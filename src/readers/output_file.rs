// internal modules
use crate::error::{Error, Result};
use crate::options::SolutionType;
use crate::readers::parsers;
use crate::result::{Convergence, RegionTotals, Solution, SolverResult};
use crate::utils::*;

// standard library
use std::fs::File;
use std::io::{BufRead, BufReader};
use std::path::Path;

// external crates
use kdam::{Bar, BarBuilder, BarExt};
use log::{debug, trace, warn};

const TOTALS_TABLE: &str = "REGION TOTALS";

/// Name of the group flux table of a solution, as used in errors
fn flux_table_name(solution: SolutionType) -> &'static str {
    match solution {
        SolutionType::Adjoint => "ADJOINT REGION GROUP FLUX INTEGRALS",
        _ => "REAL REGION GROUP FLUX INTEGRALS",
    }
}

/// Reader for the printed DIF3D output
///
/// Scalars (eigenvalue, convergence) and the region tables are pulled out
/// of the output in a single pass:
///     - `REAL PROBLEM` / `ADJOINT PROBLEM` switch which solution is active
///     - The last `K-EFFECTIVE =` of each solution wins
///     - `ITERATIONS HAVE CONVERGED` marks the active solution converged
///     - `REGION TOTALS` pages of up to 10 regions are stitched together
///     - Group flux pages of up to 6 groups are stitched per region
///     - Page ejects are skipped, and a `(CONTINUED)` marker adds pages to
///       the table already started
///
/// Notes:
///     - Every requested solution type must be present
///     - A missing convergence message is an annotation, not a failure
///     - All tables must list the same regions in the same order
///     - Exponents missing the `E` are handled e.g. 1.0-100 => 1.0E-100
///
/// Example:
/// ```ignore
///     let mut reader = OutputReader::new();
///     reader.set_solution(SolutionType::RealAndAdjoint);
///     let result = reader.parse(Path::new("dif3d.out")).unwrap();
/// ```
#[derive(Debug)]
pub struct OutputReader {
    /// Solution types that must be found in the output
    solution: SolutionType,
    /// Region labels the tables are checked against, if known
    expected_regions: Option<Vec<String>>,
    /// Disable progress bar?
    disable_progress: bool,
    /// Tracking of the section currently being read
    tracked: Tracked,
    real: Scalars,
    adjoint: Scalars,
    totals: Option<TotalsTable>,
    real_flux: Option<FluxTable>,
    adjoint_flux: Option<FluxTable>,
}

impl Default for OutputReader {
    fn default() -> Self {
        Self {
            solution: SolutionType::Real,
            expected_regions: None,
            disable_progress: false,
            tracked: Tracked::default(),
            real: Scalars::default(),
            adjoint: Scalars::default(),
            totals: None,
            real_flux: None,
            adjoint_flux: None,
        }
    }
}

/// High level methods
impl OutputReader {
    /// Just calls Default::default(), nothing special to be initialised
    pub fn new() -> Self {
        Default::default()
    }

    /// Parse a DIF3D output file
    pub fn parse(&mut self, path: &Path) -> Result<SolverResult> {
        debug!("Reading DIF3D output from {}", path.display());
        let file = File::open(path)?;
        self.parse_reader(BufReader::new(file))
    }

    /// Parse DIF3D output already held in memory
    pub fn parse_str(&mut self, text: &str) -> Result<SolverResult> {
        self.parse_reader(text.as_bytes())
    }

    /// Which solution types to require, real only by default
    pub fn set_solution(&mut self, solution: SolutionType) {
        self.solution = solution;
    }

    /// Region labels in solver order that every table must match
    pub fn set_expected_regions(&mut self, regions: Vec<String>) {
        self.expected_regions = Some(regions);
    }

    /// Do not print the progress indicators
    pub fn disable_progress(&mut self) {
        debug!("Progress bar disabled");
        self.disable_progress = true;
    }
}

__________________________________________________

**Exercise details**. Copy the lines above exactly, beginning at the line that has "solution is active" and stopping after the line that has "the same order", and omit the rest.

**Result of the task**.
///     - `REAL PROBLEM` / `ADJOINT PROBLEM` switch which solution is active
///     - The last `K-EFFECTIVE =` of each solution wins
///     - `ITERATIONS HAVE CONVERGED` marks the active solution converged
///     - `REGION TOTALS` pages of up to 10 regions are stitched together
///     - Group flux pages of up to 6 groups are stitched per region
///     - Page ejects are skipped, and a `(CONTINUED)` marker adds pages to
///       the table already started
///
/// Notes:
///     - Every requested solution type must be present
///     - A missing convergence message is an annotation, not a failure
///     - All tables must list the same regions in the same order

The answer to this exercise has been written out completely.